The retreat of the Artificial Intelligence rally, which previously boosted price targets, coincided with the release of second-quarter earnings reports. Wall Street strategists have now redirected their attention to the persistent strength of the US economy as a driving force behind the ongoing market upswing.

 

A series of remarkable events have dominated the economic landscape during the summer of 2023. These include surprising GDP growth in the second quarter and an unexpectedly strong US consumer, defying expectations by maintaining robust spending habits even amidst uncertainty.

 

Each favorable data point has amplified discussions surrounding the concept of a “soft landing” to the Federal Reserve’s hiking cycle.
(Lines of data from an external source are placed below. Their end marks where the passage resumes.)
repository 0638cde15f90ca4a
use crate::domain::a004_university::api::search_universities;
use crate::shared::components::{ErrorMessage, LoadingSpinner};
use crate::shared::list_utils::SearchInput;
use crate::shared::page_frame::PageFrame;
use crate::shared::page_standard::PAGE_CAT_LIST;
use contracts::domain::a004_university::University;
use contracts::shared::config::UniversitiesConfig;
use contracts::shared::request_sequence::RequestSequence;
use leptos::prelude::*;
use leptos::task::spawn_local;

const NETWORK_ERROR: &str = "Could not load universities. Check your connection and try again.";

#[component]
pub fn UniversitySearchPage(config: UniversitiesConfig) -> impl IntoView {
    let query = RwSignal::new(config.default_query.clone());
    let (universities, set_universities) = signal(Vec::<University>::new());
    let (loading, set_loading) = signal(false);
    let (error, set_error) = signal(None::<String>);
    let (clicks, set_clicks) = signal(0u32);

    let api_base = StoredValue::new(config.api_base.clone());
    let sequence = StoredValue::new(RequestSequence::new());

    let run_search = move |name: String| {
        let Some(ticket) = sequence.try_update_value(|s| s.next()) else {
            return;
        };
        set_loading.set(true);
        set_error.set(None);

        spawn_local(async move {
            let base = api_base.get_value();
            let result = search_universities(&base, &name).await;

            // Ответ на устаревший запрос не должен перетирать свежий
            if !sequence.with_value(|s| s.is_current(ticket)) {
                log::debug!("universities: stale response for '{}' dropped", name);
                return;
            }

            match result {
                Ok(list) => {
                    log::debug!("universities: {} results for '{}'", list.len(), name);
                    set_universities.set(list);
                }
                Err(e) => {
                    log::error!("Error fetching universities: {}", e);
                    set_universities.set(Vec::new());
                    set_error.set(Some(NETWORK_ERROR.to_string()));
                }
            }
            set_loading.set(false);
        });
    };

    // Новый запрос на каждое изменение query
    Effect::new(move |_| {
        run_search(query.get());
    });

    view! {
        <PageFrame page_id="a004_university--list" category=PAGE_CAT_LIST>
            <div class="page__header">
                <h1>"🎓 University Finder"</h1>
                <div class="click-counter">
                    <span>{move || clicks.get()}</span>
                    <button
                        class="button button--ghost"
                        on:click=move |_| {
                            log::debug!("counter clicked");
                            set_clicks.update(|c| *c += 1);
                        }
                    >
                        "clicked"
                    </button>
                </div>
            </div>

            <div class="page__content">
                <SearchInput
                    initial=config.default_query
                    on_change=Callback::new(move |value: String| query.set(value))
                    debounce_ms=config.debounce_ms
                    placeholder="Enter a university name"
                />

                {move || {
                    if let Some(message) = error.get() {
                        return view! {
                            <ErrorMessage
                                message=message
                                on_retry=Callback::new(move |_| run_search(query.get_untracked()))
                            />
                        }.into_any();
                    }
                    if loading.get() && universities.with(Vec::is_empty) {
                        return view! { <LoadingSpinner label="Searching universities..." /> }.into_any();
                    }
                    view! {
                        <div class="university-list">
                            <For
                                each=move || universities.get().into_iter().enumerate()
                                key=|(index, uni)| (*index, uni.name.clone())
                                children=move |(_, uni): (usize, University)| view! {
                                    <UniversityCard university=uni />
                                }
                            />
                        </div>
                    }.into_any()
                }}
            </div>
        </PageFrame>
    }
}

#[component]
fn UniversityCard(university: University) -> impl IntoView {
    view! {
        <div class="university-card">
            <h2>{university.name.clone()}</h2>
            <p class="university-card__country">{university.country.clone()}</p>
            <div class="university-card__links">
                {university.web_pages.into_iter().map(|web| {
                    let href = web.clone();
                    view! {
                    <p>
                        <a href=href target="_blank" rel="noopener noreferrer">{web}</a>
                    </p>
                    }
                }).collect_view()}
            </div>
        </div>
    }
}
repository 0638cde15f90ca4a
pub mod page;
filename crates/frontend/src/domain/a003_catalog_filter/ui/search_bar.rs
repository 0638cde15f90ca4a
use contracts::domain::a003_catalog_filter::{CategoryFilter, FilterState};
use leptos::prelude::*;

/// Поиск по названию/описанию и выбор категории.
///
/// Фильтр пересчитывается на каждое нажатие клавиши, без debounce: каталог
/// маленький и локальный.
#[component]
pub fn SearchBar(filter: RwSignal<FilterState>) -> impl IntoView {
    view! {
        <div class="search-bar">
            <h3 class="search-bar__title">"🔍 Find Your Perfect Tech"</h3>
            <div class="search-bar__controls">
                <input
                    type="text"
                    class="search-bar__input"
                    placeholder="Search by name or description..."
                    prop:value=move || filter.with(|f| f.search.clone())
                    on:input=move |ev| {
                        let value = event_target_value(&ev);
                        filter.update(|f| f.search = value);
                    }
                />
                <select
                    class="search-bar__select"
                    prop:value=move || filter.with(|f| f.category.code())
                    on:change=move |ev| {
                        let category = CategoryFilter::from_code(&event_target_value(&ev));
                        filter.update(|f| f.category = category);
                    }
                >
                    {CategoryFilter::options().into_iter().map(|option| view! {
                        <option value=option.code()>{option.display_name()}</option>
                    }).collect_view()}
                </select>
            </div>
        </div>
    }
}
//! PageFrame — standard root wrapper for every routed page.
//!
//! Guarantees two metadata attributes on the root DOM element:
//!   - `id`                  — `"{entity}--{category}"`, e.g. `"a001_product--list"`
//!   - `data-page-category`  — one of the PAGE_CAT_* constants

use super::page_standard::*;
use leptos::prelude::*;

/// Root wrapper that sets standard metadata on a page.
///
/// BEM modifier by category:
/// - `list`   → `page`
/// - `form`   → `page page--form`
/// - `static` → `page page--static`
#[component]
pub fn PageFrame(
    /// HTML id in format `{entity}--{category}`.
    page_id: &'static str,
    /// One of the PAGE_CAT_* constants from `page_standard`.
    category: &'static str,
    /// Additional CSS classes appended after the base class.
    #[prop(optional)]
    class: &'static str,
    children: Children,
) -> impl IntoView {
    debug_assert!(is_valid_page_id(page_id), "bad page id: {page_id}");
    debug_assert!(is_known_category(category), "unknown page category: {category}");

    let base_class = match category {
        PAGE_CAT_FORM => "page page--form",
        PAGE_CAT_STATIC => "page page--static",
        _ => "page",
    };

    let full_class = if class.is_empty() {
        base_class.to_string()
    } else {
        format!("{base_class} {class}")
    };

    view! {
        <div
            id=page_id
            class=full_class
            data-page-category=category
        >
            {children()}
        </div>
    }
}
pub mod context;
pub mod ui;
use contracts::domain::a004_university::{search_url, University};
use gloo_net::http::Request;
use thiserror::Error;

#[derive(Debug, Clone, PartialEq, Eq, Error)]
pub enum UniversityApiError {
    #[error("Request failed: {0}")]
    Request(String),
    #[error("HTTP error: {0}")]
    Status(u16),
    #[error("Failed to parse response: {0}")]
    Decode(String),
}

/// Поиск университетов по названию
pub async fn search_universities(
    api_base: &str,
    name: &str,
) -> Result<Vec<University>, UniversityApiError> {
    let url = search_url(api_base, name);
    log::debug!("universities: GET {}", url);

    let response = Request::get(&url)
        .send()
        .await
        .map_err(|e| UniversityApiError::Request(e.to_string()))?;

    if !response.ok() {
        return Err(UniversityApiError::Status(response.status()));
    }

    response
        .json::<Vec<University>>()
        .await
        .map_err(|e| UniversityApiError::Decode(e.to_string()))
}

#[cfg(test)]
mod tests {
    use super::*;

    #[test]
    fn test_error_messages() {
        assert_eq!(UniversityApiError::Status(503).to_string(), "HTTP error: 503");
        assert_eq!(
            UniversityApiError::Request("offline".into()).to_string(),
            "Request failed: offline"
        );
    }
}
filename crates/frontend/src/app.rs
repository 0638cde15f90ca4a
use crate::domain::a002_cart::context::CartContext;
use crate::domain::a004_university::ui::page::UniversitySearchPage;
use crate::domain::a005_contact::ui::page::ContactPage;
use crate::domain::a006_session::ui::login::LoginPage;
use crate::layout::Shell;
use crate::shared::config::load_app_config;
use crate::system::pages::about::AboutPage;
use crate::system::pages::not_found::NotFoundPage;
use crate::system::pages::store::StorePage;
use contracts::domain::a006_session::Session;
use leptos::prelude::*;
use leptos_router::components::{Route, Router, Routes};
use leptos_router::path;

/// Корень приложения.
///
/// Всё общее состояние (корзина, сессия, конфигурация) создаётся здесь и
/// передаётся страницам явно через props.
#[component]
pub fn App() -> impl IntoView {
    let config = load_app_config();
    let cart = CartContext::new();
    let session = RwSignal::new(Session::new());

    let universities = config.universities.clone();
    let store = config.store.clone();

    view! {
        <Router>
            <Shell session=session cart=cart>
                <Routes fallback=|| view! { <NotFoundPage /> }>
                    <Route
                        path=path!("/")
                        view=move || view! { <UniversitySearchPage config=universities.clone() /> }
                    />
                    <Route
                        path=path!("/store")
                        view=move || view! { <StorePage cart=cart config=store.clone() /> }
                    />
                    <Route path=path!("/about") view=AboutPage />
                    <Route path=path!("/contact") view=ContactPage />
                    <Route path=path!("/login") view=move || view! { <LoginPage session=session /> } />
                </Routes>
            </Shell>
        </Router>
    }
}
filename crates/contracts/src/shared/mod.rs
pub mod config;
pub mod format;
pub mod request_sequence;
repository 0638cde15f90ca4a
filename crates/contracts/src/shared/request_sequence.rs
//! Упорядочивание ответов на асинхронные запросы.
//!
//! Каждый запрос получает билет. Ответ применяется только если его билет
//! всё ещё последний выданный; иначе ответ устарел и отбрасывается.

#[derive(Debug, Clone, Copy, PartialEq, Eq, PartialOrd, Ord)]
pub struct Ticket(u64);

#[derive(Debug, Clone, Default)]
pub struct RequestSequence {
    latest: u64,
}

impl RequestSequence {
    pub fn new() -> Self {
        Self::default()
    }

    pub fn next(&mut self) -> Ticket {
        self.latest += 1;
        Ticket(self.latest)
    }

    pub fn is_current(&self, ticket: Ticket) -> bool {
        ticket.0 == self.latest
    }
}

#[cfg(test)]
mod tests {
    use super::*;

    #[test]
    fn test_only_latest_ticket_is_current() {
        let mut seq = RequestSequence::new();
        let first = seq.next();
        assert!(seq.is_current(first));

        let second = seq.next();
        assert!(!seq.is_current(first));
        assert!(seq.is_current(second));
    }

    #[test]
    fn test_out_of_order_completion() {
        let mut seq = RequestSequence::new();
        let slow = seq.next();
        let fast = seq.next();
        // fast пришёл первым и применён, slow пришёл позже и отброшен
        assert!(seq.is_current(fast));
        assert!(!seq.is_current(slow));
    }
}
pub mod login;
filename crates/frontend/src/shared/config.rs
//! Загрузка конфигурации клиента.
//!
//! Порядок: встроенный TOML по умолчанию, затем переопределения из query
//! string текущей страницы (`?api=http://localhost:8080&add_delay=0`).

use contracts::shared::config::{AppConfig, ConfigOverrides, DEFAULT_CONFIG};
use web_sys::window;

pub fn load_app_config() -> AppConfig {
    let base = match AppConfig::from_toml_str(DEFAULT_CONFIG) {
        Ok(config) => config,
        Err(e) => {
            log::warn!("embedded config is invalid ({e}), using built-in defaults");
            AppConfig::default()
        }
    };

    let search = window()
        .and_then(|w| w.location().search().ok())
        .unwrap_or_default();
    let overrides = parse_overrides(&search);
    if overrides != ConfigOverrides::default() {
        log::info!("config overrides from query string: {:?}", overrides);
    }
    base.with_overrides(overrides)
}

fn parse_overrides(search: &str) -> ConfigOverrides {
    serde_qs::from_str(search.trim_start_matches('?')).unwrap_or_default()
}
use crate::shared::page_frame::PageFrame;
use crate::shared::page_standard::PAGE_CAT_FORM;
use contracts::domain::a006_session::Session;
use leptos::prelude::*;

/// Вход (без сервера) и счётчик сессии.
///
/// `session` приходит от родителя; страница ничего не берёт из контекста.
#[component]
pub fn LoginPage(session: RwSignal<Session>) -> impl IntoView {
    let (username, set_username) = signal(String::new());
    let (error_message, set_error_message) = signal(None::<String>);

    let on_submit = move |ev: leptos::ev::SubmitEvent| {
        ev.prevent_default();

        let name = username.get_untracked();
        match session.try_update(|s| s.login(&name)) {
            Some(Ok(())) => {
                log::info!("Submitted: {}", name.trim());
                set_error_message.set(None);
                set_username.set(String::new());
            }
            Some(Err(e)) => set_error_message.set(Some(format!("Login failed: {}", e))),
            None => {}
        }
    };

    view! {
        <PageFrame page_id="a006_session--form" category=PAGE_CAT_FORM>
            <div class="login-box">
                <h2>"Sign in"</h2>

                <Show when=move || error_message.get().is_some()>
                    <div class="error-message">
                        {move || error_message.get().unwrap_or_default()}
                    </div>
                </Show>

                {move || session.with(|s| s.user().map(str::to_string)).map(|user| view! {
                    <p class="login-box__status">"Signed in as " <strong>{user}</strong></p>
                })}

                <form on:submit=on_submit>
                    <div class="form-group">
                        <label for="username">"Username"</label>
                        <input
                            type="text"
                            id="username"
                            placeholder="Enter username"
                            prop:value=move || username.get()
                            on:input=move |ev| set_username.set(event_target_value(&ev))
                        />
                    </div>
                    <button type="submit" class="button button--primary">"Login"</button>
                </form>

                <div class="session-counter">
                    <span>{move || format!("Counter: {}", session.with(|s| s.counter()))}</span>
                    <button class="button button--primary" on:click=move |_| session.update(|s| s.increment())>
                        "Increment Counter"
                    </button>
                    <button class="button button--danger" on:click=move |_| session.update(|s| s.decrement())>
                        "Decrement Counter"
                    </button>
                </div>
            </div>
        </PageFrame>
    }
}
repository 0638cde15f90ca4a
pub mod dto;

pub use dto::{search_url, University, DEFAULT_QUERY};
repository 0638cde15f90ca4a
use crate::domain::a001_product::{Product, ProductId};
use serde::{Deserialize, Serialize};

/// Строка корзины. Существует только пока `quantity >= 1`.
///
/// Отображаемые поля товара копируются в строку в момент добавления,
/// цена для итогов берётся отсюда.
#[derive(Debug, Clone, PartialEq, Serialize, Deserialize)]
pub struct CartLine {
    pub product_id: ProductId,
    pub title: String,
    pub price: f64,
    pub glyph: String,
    pub quantity: u64,
}

impl CartLine {
    fn from_product(product: &Product) -> Self {
        Self {
            product_id: product.id,
            title: product.title.clone(),
            price: product.price,
            glyph: product.glyph.clone(),
            quantity: 1,
        }
    }

    pub fn subtotal(&self) -> f64 {
        self.price * self.quantity as f64
    }
}

/// Переходы корзины (закрытый набор)
#[derive(Debug, Clone, PartialEq)]
pub enum CartAction {
    AddItem(Product),
    RemoveItem(ProductId),
    UpdateQuantity { id: ProductId, quantity: i64 },
    ClearCart,
}

/// Каноническое состояние корзины.
///
/// Инварианты: не больше одной строки на товар, у каждой строки quantity >= 1,
/// порядок строк = порядок первого добавления.
#[derive(Debug, Clone, Default, PartialEq, Serialize, Deserialize)]
pub struct CartState {
    lines: Vec<CartLine>,
}

impl CartState {
    pub fn new() -> Self {
        Self::default()
    }

    pub fn lines(&self) -> &[CartLine] {
        &self.lines
    }

    pub fn line(&self, id: ProductId) -> Option<&CartLine> {
        self.lines.iter().find(|line| line.product_id == id)
    }

    pub fn quantity_of(&self, id: ProductId) -> u64 {
        self.line(id).map_or(0, |line| line.quantity)
    }

    pub fn is_empty(&self) -> bool {
        self.lines.is_empty()
    }

    /// Количество различных строк (не единиц товара)
    pub fn line_count(&self) -> usize {
        self.lines.len()
    }

    /// Сумма количеств по всем строкам, насыщается на `u64::MAX`
    pub fn total_items(&self) -> u64 {
        self.lines
            .iter()
            .fold(0u64, |total, line| total.saturating_add(line.quantity))
    }

    pub fn total_price(&self) -> f64 {
        self.lines.iter().map(CartLine::subtotal).sum()
    }

    /// Применяет переход. Возвращает `true`, если состояние изменилось.
    pub fn apply(&mut self, action: CartAction) -> bool {
        match action {
            CartAction::AddItem(product) => {
                match self.lines.iter_mut().find(|l| l.product_id == product.id) {
                    Some(line) => line.quantity = line.quantity.saturating_add(1),
                    None => self.lines.push(CartLine::from_product(&product)),
                }
                true
            }
            CartAction::RemoveItem(id) => {
                let before = self.lines.len();
                self.lines.retain(|line| line.product_id != id);
                self.lines.len() != before
            }
            CartAction::UpdateQuantity { id, quantity } if quantity <= 0 => {
                self.apply(CartAction::RemoveItem(id))
            }
            CartAction::UpdateQuantity { id, quantity } => {
                // quantity > 0, в u64 помещается без потерь
                let quantity = quantity.unsigned_abs();
                match self.lines.iter_mut().find(|l| l.product_id == id) {
                    Some(line) if line.quantity != quantity => {
                        line.quantity = quantity;
                        true
                    }
                    // Неизвестный товар: строка не создаётся
                    _ => false,
                }
            }
            CartAction::ClearCart => {
                let changed = !self.lines.is_empty();
                self.lines.clear();
                changed
            }
        }
    }
}

/// Чистая функция перехода: старое состояние + действие -> новое состояние
pub fn reduce(state: &CartState, action: CartAction) -> CartState {
    let mut next = state.clone();
    next.apply(action);
    next
}

#[cfg(test)]
mod tests {
    use super::*;
    use crate::domain::a001_product::{Category, Rating};

    fn product(id: u32, category: Category, price: f64) -> Product {
        Product::new(
            id,
            &format!("Product {}", id),
            price,
            "",
            category,
            "📦",
            Rating { rate: 4.0, count: 1 },
        )
    }

    #[test]
    fn test_repeated_add_keeps_single_line() {
        let p = product(1, Category::Electronics, 10.0);
        let mut state = CartState::new();
        for _ in 0..5 {
            state.apply(CartAction::AddItem(p.clone()));
        }
        assert_eq!(state.line_count(), 1);
        assert_eq!(state.total_items(), 5);
        assert_eq!(state.quantity_of(p.id), 5);
    }

    #[test]
    fn test_add_then_remove_restores_previous_state() {
        let a = product(1, Category::Electronics, 10.0);
        let b = product(2, Category::Accessories, 20.0);

        let empty = CartState::new();
        let added = reduce(&empty, CartAction::AddItem(a.clone()));
        assert_eq!(reduce(&added, CartAction::RemoveItem(a.id)), empty);

        let with_a = reduce(&empty, CartAction::AddItem(a));
        let with_ab = reduce(&with_a, CartAction::AddItem(b.clone()));
        assert_eq!(reduce(&with_ab, CartAction::RemoveItem(b.id)), with_a);
    }

    #[test]
    fn test_non_positive_quantity_equals_remove() {
        let a = product(1, Category::Electronics, 10.0);
        let b = product(2, Category::Accessories, 20.0);
        let mut base = CartState::new();
        base.apply(CartAction::AddItem(a.clone()));
        base.apply(CartAction::AddItem(a.clone()));
        base.apply(CartAction::AddItem(b));

        let removed = reduce(&base, CartAction::RemoveItem(a.id));
        for q in [0, -1, -2, -100, i64::MIN] {
            let updated = reduce(&base, CartAction::UpdateQuantity { id: a.id, quantity: q });
            assert_eq!(updated, removed, "quantity {}", q);
        }
    }

    #[test]
    fn test_update_quantity_on_unknown_product_is_noop() {
        let a = product(1, Category::Electronics, 10.0);
        let mut state = CartState::new();
        state.apply(CartAction::AddItem(a));
        let before = state.clone();

        let changed = state.apply(CartAction::UpdateQuantity {
            id: ProductId(42),
            quantity: 3,
        });
        assert!(!changed);
        assert_eq!(state, before);
    }

    #[test]
    fn test_remove_unknown_product_is_noop() {
        let mut state = CartState::new();
        assert!(!state.apply(CartAction::RemoveItem(ProductId(9))));
        assert!(state.is_empty());
    }

    #[test]
    fn test_update_quantity_has_no_upper_bound() {
        let a = product(1, Category::Electronics, 1.5);
        let mut state = CartState::new();
        state.apply(CartAction::AddItem(a.clone()));
        state.apply(CartAction::UpdateQuantity {
            id: a.id,
            quantity: 1_000,
        });
        assert_eq!(state.total_items(), 1_000);
        assert_eq!(state.total_price(), 1_500.0);
    }

    #[test]
    fn test_update_quantity_keeps_values_above_u32() {
        let a = product(1, Category::Electronics, 2.0);
        let b = product(2, Category::Accessories, 3.0);
        let mut state = CartState::new();
        state.apply(CartAction::AddItem(a.clone()));
        state.apply(CartAction::AddItem(b.clone()));

        assert!(state.apply(CartAction::UpdateQuantity {
            id: a.id,
            quantity: 5_000_000_000,
        }));
        assert_eq!(state.quantity_of(a.id), 5_000_000_000);
        assert_eq!(state.total_items(), 5_000_000_001);
        assert_eq!(state.total_price(), 10_000_000_003.0);
    }

    #[test]
    fn test_totals_stay_consistent_at_max_quantity() {
        let a = product(1, Category::Electronics, 1.0);
        let b = product(2, Category::Accessories, 2.0);
        let c = product(3, Category::Accessories, 4.0);
        let mut state = CartState::new();
        for p in [&a, &b, &c] {
            state.apply(CartAction::AddItem(p.clone()));
        }

        state.apply(CartAction::UpdateQuantity {
            id: a.id,
            quantity: i64::MAX,
        });
        assert_eq!(state.quantity_of(a.id), i64::MAX as u64);
        assert_eq!(state.total_items(), i64::MAX as u64 + 2);

        state.apply(CartAction::UpdateQuantity {
            id: b.id,
            quantity: i64::MAX,
        });
        state.apply(CartAction::UpdateQuantity {
            id: c.id,
            quantity: i64::MAX,
        });
        assert_eq!(state.line_count(), 3);
        assert_eq!(state.total_items(), u64::MAX);

        let expected = i64::MAX as f64 * 7.0;
        assert_eq!(state.total_price(), expected);
        assert!(state.total_price().is_finite());

        // Повторная установка того же значения не меняет состояние
        assert!(!state.apply(CartAction::UpdateQuantity {
            id: a.id,
            quantity: i64::MAX,
        }));
    }

    #[test]
    fn test_totals_on_empty_cart_are_zero() {
        let state = CartState::new();
        assert_eq!(state.total_items(), 0);
        assert_eq!(state.total_price(), 0.0);
    }

    #[test]
    fn test_clear_resets_totals() {
        let mut state = CartState::new();
        state.apply(CartAction::AddItem(product(1, Category::Electronics, 10.0)));
        state.apply(CartAction::AddItem(product(2, Category::Accessories, 20.0)));
        assert!(state.apply(CartAction::ClearCart));
        assert_eq!(state.total_items(), 0);
        assert_eq!(state.total_price(), 0.0);
        assert!(!state.apply(CartAction::ClearCart));
    }

    #[test]
    fn test_lines_keep_insertion_order() {
        let a = product(1, Category::Electronics, 10.0);
        let b = product(2, Category::Accessories, 20.0);
        let mut state = CartState::new();
        state.apply(CartAction::AddItem(b.clone()));
        state.apply(CartAction::AddItem(a.clone()));
        state.apply(CartAction::AddItem(b.clone()));
        let ids: Vec<_> = state.lines().iter().map(|l| l.product_id).collect();
        assert_eq!(ids, vec![b.id, a.id]);
    }
}
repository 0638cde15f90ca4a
use chrono::{DateTime, Utc};
use serde::{Deserialize, Serialize};
use thiserror::Error;

#[derive(Debug, Clone, Copy, PartialEq, Eq, Serialize, Deserialize)]
#[serde(rename_all = "lowercase")]
pub enum ContactField {
    Name,
    Email,
    Message,
}

impl ContactField {
    pub fn label(&self) -> &'static str {
        match self {
            ContactField::Name => "Name",
            ContactField::Email => "Email",
            ContactField::Message => "Message",
        }
    }
}

#[derive(Debug, Clone, PartialEq, Eq, Error)]
pub enum ContactFieldError {
    #[error("{} is required", .0.label())]
    Required(ContactField),
    #[error("'{0}' is not a valid email address")]
    InvalidEmail(String),
}

impl ContactFieldError {
    pub fn field(&self) -> ContactField {
        match self {
            ContactFieldError::Required(field) => *field,
            ContactFieldError::InvalidEmail(_) => ContactField::Email,
        }
    }
}

#[derive(Debug, Clone, Default, PartialEq, Eq, Serialize, Deserialize)]
pub struct ContactForm {
    pub name: String,
    pub email: String,
    pub message: String,
}

/// Принятое сообщение
#[derive(Debug, Clone, PartialEq, Serialize, Deserialize)]
pub struct ContactSubmission {
    pub form: ContactForm,
    pub submitted_at: DateTime<Utc>,
}

impl ContactForm {
    pub fn set(&mut self, field: ContactField, value: String) {
        match field {
            ContactField::Name => self.name = value,
            ContactField::Email => self.email = value,
            ContactField::Message => self.message = value,
        }
    }

    pub fn get(&self, field: ContactField) -> &str {
        match field {
            ContactField::Name => &self.name,
            ContactField::Email => &self.email,
            ContactField::Message => &self.message,
        }
    }

    pub fn validate(&self) -> Vec<ContactFieldError> {
        let mut errors = Vec::new();
        for field in [ContactField::Name, ContactField::Email, ContactField::Message] {
            if self.get(field).trim().is_empty() {
                errors.push(ContactFieldError::Required(field));
            }
        }
        let email = self.email.trim();
        if !email.is_empty() && !looks_like_email(email) {
            errors.push(ContactFieldError::InvalidEmail(email.to_string()));
        }
        errors
    }

    /// Валидирует и сбрасывает форму. При ошибке форма не меняется.
    pub fn submit(&mut self) -> Result<ContactSubmission, Vec<ContactFieldError>> {
        let errors = self.validate();
        if !errors.is_empty() {
            return Err(errors);
        }
        let form = std::mem::take(self);
        Ok(ContactSubmission {
            form,
            submitted_at: Utc::now(),
        })
    }
}

fn looks_like_email(value: &str) -> bool {
    let Some((local, domain)) = value.split_once('@') else {
        return false;
    };
    !local.is_empty()
        && !value.contains(char::is_whitespace)
        && !domain.contains('@')
        && domain
            .split_once('.')
            .is_some_and(|(host, tld)| !host.is_empty() && !tld.is_empty())
}

#[cfg(test)]
mod tests {
    use super::*;

    fn filled() -> ContactForm {
        ContactForm {
            name: "Ann".to_string(),
            email: "ann@example.com".to_string(),
            message: "Hello".to_string(),
        }
    }

    #[test]
    fn test_empty_form_reports_every_field() {
        let errors = ContactForm::default().validate();
        let fields: Vec<_> = errors.iter().map(|e| e.field()).collect();
        assert_eq!(
            fields,
            vec![ContactField::Name, ContactField::Email, ContactField::Message]
        );
    }

    #[test]
    fn test_email_format() {
        assert!(looks_like_email("a@b.c"));
        assert!(!looks_like_email("a@b"));
        assert!(!looks_like_email("@b.c"));
        assert!(!looks_like_email("a b@c.d"));
        assert!(!looks_like_email("a@@b.c"));
    }

    #[test]
    fn test_submit_resets_form() {
        let mut form = filled();
        let submission = form.submit().unwrap();
        assert_eq!(submission.form, filled());
        assert_eq!(form, ContactForm::default());
    }

    #[test]
    fn test_invalid_submit_keeps_input() {
        let mut form = filled();
        form.set(ContactField::Email, "not-an-email".to_string());
        let errors = form.submit().unwrap_err();
        assert_eq!(
            errors,
            vec![ContactFieldError::InvalidEmail("not-an-email".to_string())]
        );
        assert_eq!(form.get(ContactField::Email), "not-an-email");
        assert_eq!(errors[0].to_string(), "'not-an-email' is not a valid email address");
    }
}
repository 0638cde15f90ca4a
pub mod pages;
use crate::shared::icons::icon;
use leptos::prelude::*;

/// Сообщение об ошибке с необязательной кнопкой повтора
#[component]
pub fn ErrorMessage(
    #[prop(into)]
    message: String,
    /// Если задан, показывается кнопка "Try Again"
    #[prop(optional)]
    on_retry: Option<Callback<()>>,
) -> impl IntoView {
    view! {
        <div class="error-message" role="alert">
            <div class="error-message__glyph">"😕"</div>
            <p class="error-message__text">{message}</p>
            {on_retry.map(|retry| view! {
                <button class="button button--primary" on:click=move |_| retry.run(())>
                    {icon("refresh")}
                    " Try Again"
                </button>
            })}
        </div>
    }
}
This scenario envisions a stabilization of inflation without causing a significant economic downturn. This topic has gained traction among strategists who are pointing to it as a contributing factor to why the S&P 500 is poised to exceed original Wall Street predictions for the year’s end.

 

Scott Chronert, managing director at Citi, recently raised his S&P 500 closing price forecast for 2023 from 4,000 to 4,600, concurrently increasing the mid-2024 target from 4,400 to 5,000. Chronert’s shift is reflective of the growing conviction in the likelihood of a soft landing. Similarly, Oppenheimer Asset Management also adjusted its S&P 500 year-end target from 4,400 to 4,900, fueled by confidence in the persistent resilience of the US economy.

 

Oppenheimer’s chief investment strategist, John Stoltzfus, explained, “Our price target assumes that the resilience exhibited by the US economy will continue along with a high level of sensitivity by the Federal Reserve in raising its benchmark rates further to slow the inflation rate toward its 2% target.”

 

Key contributors to the US economy’s durability include strong personal consumption, constituting approximately 70% of the GDP. Indicators tied to consumption, such as labor market data, unemployment rates, and wage growth, all display encouraging trends. Early signals for the third quarter indicate continued consumer spending, with July’s retail sales report indicating a 0.7% increase.

 

Although economic growth is not explosive, Goldman Sachs chief economist Jan Hatizus has characterized it as “unspectacular growth.” This moderate expansion is projected to sustain stock market gains while simultaneously creating opportunities for investments in specific sectors.

 

Bank of America recently shifted its stance on the consumer discretionary sector, upgrading it from Underweight to Overweight. The bank’s economists anticipate that the Fed’s ongoing rate hike cycle will culminate in a soft landing rather than a recession. In a statement, Bank of America’s note emphasized, “Active funds’ relative weight in Consumer Discretionary is at all-time lows in our data history for both long-only funds and hedge funds.”

 

In the face of a robust US economy defying earlier projections, a growing chorus of analysts and strategists finds confidence in the concept of a soft landing. This sentiment has buoyed the stock market and driven Wall Street’s optimism as the year continues to unfold.